Date of Award

Fall 2009

Degree Type


Degree Name

Doctor of Philosophy (PhD)

Graduate Group


First Advisor



Protein folding/misfolding in vivo takes place in a highly crowded and confined environment. Such crowded environment can possibly lead to fewer water molecules surrounding a protein of interest than that seen under in vitro conditions wherein typically dilute aqueous solutions are used. When considering the aforesaid cellular characteristics, such as water depletion and macromolecular crowding; it is reasonable to assume that proteins may experience different energy landscapes when folding in vivo than in vitro. Therefore, we have investigated how degrees of hydration and macromolecular crowding affect the conformation, aggregation and folding kinetics of short peptides.

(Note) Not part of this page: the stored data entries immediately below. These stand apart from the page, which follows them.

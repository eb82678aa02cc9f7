//! Pool configuration.
//!
//! Size classes are fixed at compile time. What remains tunable is the
//! refill batch, handle validation, and the lifecycle log capacity. Each can
//! be set programmatically or read from the environment:
//! - `POOLALLOC_MODE`: `strict` (default) checks that released handles were
//!   minted by the same pool; `off` skips the check.
//! - `POOLALLOC_BATCH`: blocks carved per refill (default 20).
//! - `POOLALLOC_LOG_CAPACITY`: lifecycle records retained (0 disables).

use crate::pool::size_class::{DEFAULT_BATCH, MAX_BATCH};

/// Default number of lifecycle records retained by a pool.
pub const DEFAULT_LOG_CAPACITY: usize = 4096;

/// Handle validation performed on release, resize, and byte access.
#[derive(Debug, Default, Clone, Copy, PartialEq, Eq, Hash)]
pub enum ValidationMode {
    /// Reject handles minted by another pool instance.
    #[default]
    Strict,
    /// Skip the owner check. Handles are still resolved against this pool's
    /// regions, so a foreign handle that lands on one of them is taken as
    /// this pool's own: a small one joins a free list while its real owner
    /// still uses it, and a large one frees whatever large allocation lives
    /// at that index. Handles that resolve to nothing, or that would return
    /// an arena region, are refused with `UnknownBlock`.
    Off,
}

impl ValidationMode {
    /// Parse from string (case-insensitive).
    #[must_use]
    pub fn from_str_loose(s: &str) -> Self {
        match s.trim().to_ascii_lowercase().as_str() {
            "off" | "none" | "disabled" | "unchecked" => Self::Off,
            _ => Self::Strict,
        }
    }

    /// Returns true if handle ownership is verified.
    #[must_use]
    pub const fn checks_owner(self) -> bool {
        matches!(self, Self::Strict)
    }

    /// Lowercase name, as accepted by [`ValidationMode::from_str_loose`].
    #[must_use]
    pub const fn as_str(self) -> &'static str {
        match self {
            Self::Strict => "strict",
            Self::Off => "off",
        }
    }
}

/// Tunables for a [`PoolAllocator`](crate::PoolAllocator).
#[derive(Debug, Clone, Copy, PartialEq, Eq)]
pub struct PoolConfig {
    batch: usize,
    validation: ValidationMode,
    log_capacity: usize,
}

impl PoolConfig {
    /// Default configuration: batch of 20, strict validation.
    #[must_use]
    pub const fn new() -> Self {
        Self {
            batch: DEFAULT_BATCH,
            validation: ValidationMode::Strict,
            log_capacity: DEFAULT_LOG_CAPACITY,
        }
    }

    /// Reads overrides from the environment on top of the defaults.
    ///
    /// Unparseable values fall back to the default for that field.
    #[must_use]
    pub fn from_env() -> Self {
        Self::from_lookup(|key| std::env::var(key).ok())
    }

    fn from_lookup(lookup: impl Fn(&str) -> Option<String>) -> Self {
        let mut config = Self::new();
        if let Some(mode) = lookup("POOLALLOC_MODE") {
            config = config.with_validation(ValidationMode::from_str_loose(&mode));
        }
        if let Some(batch) = lookup("POOLALLOC_BATCH").and_then(|v| v.trim().parse().ok()) {
            config = config.with_batch(batch);
        }
        if let Some(cap) = lookup("POOLALLOC_LOG_CAPACITY").and_then(|v| v.trim().parse().ok()) {
            config = config.with_log_capacity(cap);
        }
        config
    }

    /// Sets the refill batch, clamped to `1..=MAX_BATCH`.
    #[must_use]
    pub const fn with_batch(mut self, batch: usize) -> Self {
        self.batch = if batch == 0 {
            1
        } else if batch > MAX_BATCH {
            MAX_BATCH
        } else {
            batch
        };
        self
    }

    /// Sets the validation mode.
    #[must_use]
    pub const fn with_validation(mut self, validation: ValidationMode) -> Self {
        self.validation = validation;
        self
    }

    /// Sets how many lifecycle records are retained. Zero disables logging.
    #[must_use]
    pub const fn with_log_capacity(mut self, log_capacity: usize) -> Self {
        self.log_capacity = log_capacity;
        self
    }

    #[must_use]
    pub const fn batch(&self) -> usize {
        self.batch
    }

    #[must_use]
    pub const fn validation(&self) -> ValidationMode {
        self.validation
    }

    #[must_use]
    pub const fn log_capacity(&self) -> usize {
        self.log_capacity
    }
}

impl Default for PoolConfig {
    fn default() -> Self {
        Self::new()
    }
}

#[cfg(test)]
mod tests {
    use super::*;
    use std::collections::HashMap;

    #[test]
    fn parse_validation_modes() {
        assert_eq!(ValidationMode::from_str_loose("strict"), ValidationMode::Strict);
        assert_eq!(ValidationMode::from_str_loose("STRICT"), ValidationMode::Strict);
        assert_eq!(ValidationMode::from_str_loose("off"), ValidationMode::Off);
        assert_eq!(ValidationMode::from_str_loose(" None "), ValidationMode::Off);
        assert_eq!(ValidationMode::from_str_loose("unchecked"), ValidationMode::Off);
        assert_eq!(ValidationMode::from_str_loose("bogus"), ValidationMode::Strict);
    }

    #[test]
    fn default_is_strict_with_batch_20() {
        let config = PoolConfig::default();
        assert_eq!(config.batch(), 20);
        assert_eq!(config.validation(), ValidationMode::Strict);
        assert_eq!(config.log_capacity(), DEFAULT_LOG_CAPACITY);
        assert!(config.validation().checks_owner());
        assert!(!ValidationMode::Off.checks_owner());
    }

    #[test]
    fn batch_is_clamped() {
        assert_eq!(PoolConfig::new().with_batch(0).batch(), 1);
        assert_eq!(PoolConfig::new().with_batch(7).batch(), 7);
        assert_eq!(PoolConfig::new().with_batch(usize::MAX).batch(), MAX_BATCH);
    }

    #[test]
    fn lookup_overrides_defaults() {
        let env: HashMap<&str, &str> = [
            ("POOLALLOC_MODE", "off"),
            ("POOLALLOC_BATCH", "5"),
            ("POOLALLOC_LOG_CAPACITY", "0"),
        ]
        .into_iter()
        .collect();
        let config = PoolConfig::from_lookup(|k| env.get(k).map(|v| v.to_string()));
        assert_eq!(config.validation(), ValidationMode::Off);
        assert_eq!(config.batch(), 5);
        assert_eq!(config.log_capacity(), 0);
    }

    #[test]
    fn unparseable_lookup_keeps_defaults() {
        let config = PoolConfig::from_lookup(|k| match k {
            "POOLALLOC_BATCH" => Some("many".to_string()),
            _ => None,
        });
        assert_eq!(config, PoolConfig::default());
    }

    #[test]
    fn mode_names_roundtrip() {
        for mode in [ValidationMode::Strict, ValidationMode::Off] {
            assert_eq!(ValidationMode::from_str_loose(mode.as_str()), mode);
        }
    }
}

In order to modulate the number of water molecules accessible to the peptide molecules of interest, we encapsulated the peptides in the aqueous core of reverse micelles formed by sodium bis(2-ethylhexyl)sulfosuccinate (AOT) and isooctane (IO) at different water loadings. Using this reverse micellar platform, we systematically studied the conformation and aggregation properties of alanine-based peptides and amyloid forming segments derived from amyloid beta peptides and yeast prion protein Sup35 at different hydration levels. Our studies demonstrated that limited hydration facilitates aggregate formation in these peptides and that removal of water imposes a free energy barrier to peptide association and aggregation. These studies have implications for understanding aggregate/amyloid formation in vivo where macromolecular crowding can change the solvation status of the peptides. Furthermore, we examined how the folding dynamics of secondary/supersecondary structural elements are modulated by a crowded environment in comparison to that of dilute aqueous solutions. To this effect we studied the thermal stability and folding-unfolding kinetics of three small folding motifs, i.e., a 34-residue alpha-helix, a 34-residue cross-linked helix-turn-helix, and a 16-residue beta-hairpin, in the presence of crowding agents (i.e. inert high mass polymers). Our results indicate that the folding-unfolding transition of alpha-helical peptides is insensitive to macromolecular crowding. However, we find that crowding leads to an appreciable decrease in the folding rate of the shortest beta-hairpin peptide. We propose a model considering both the static and dynamic effects arising from the presence of the crowding agent to rationalize these results.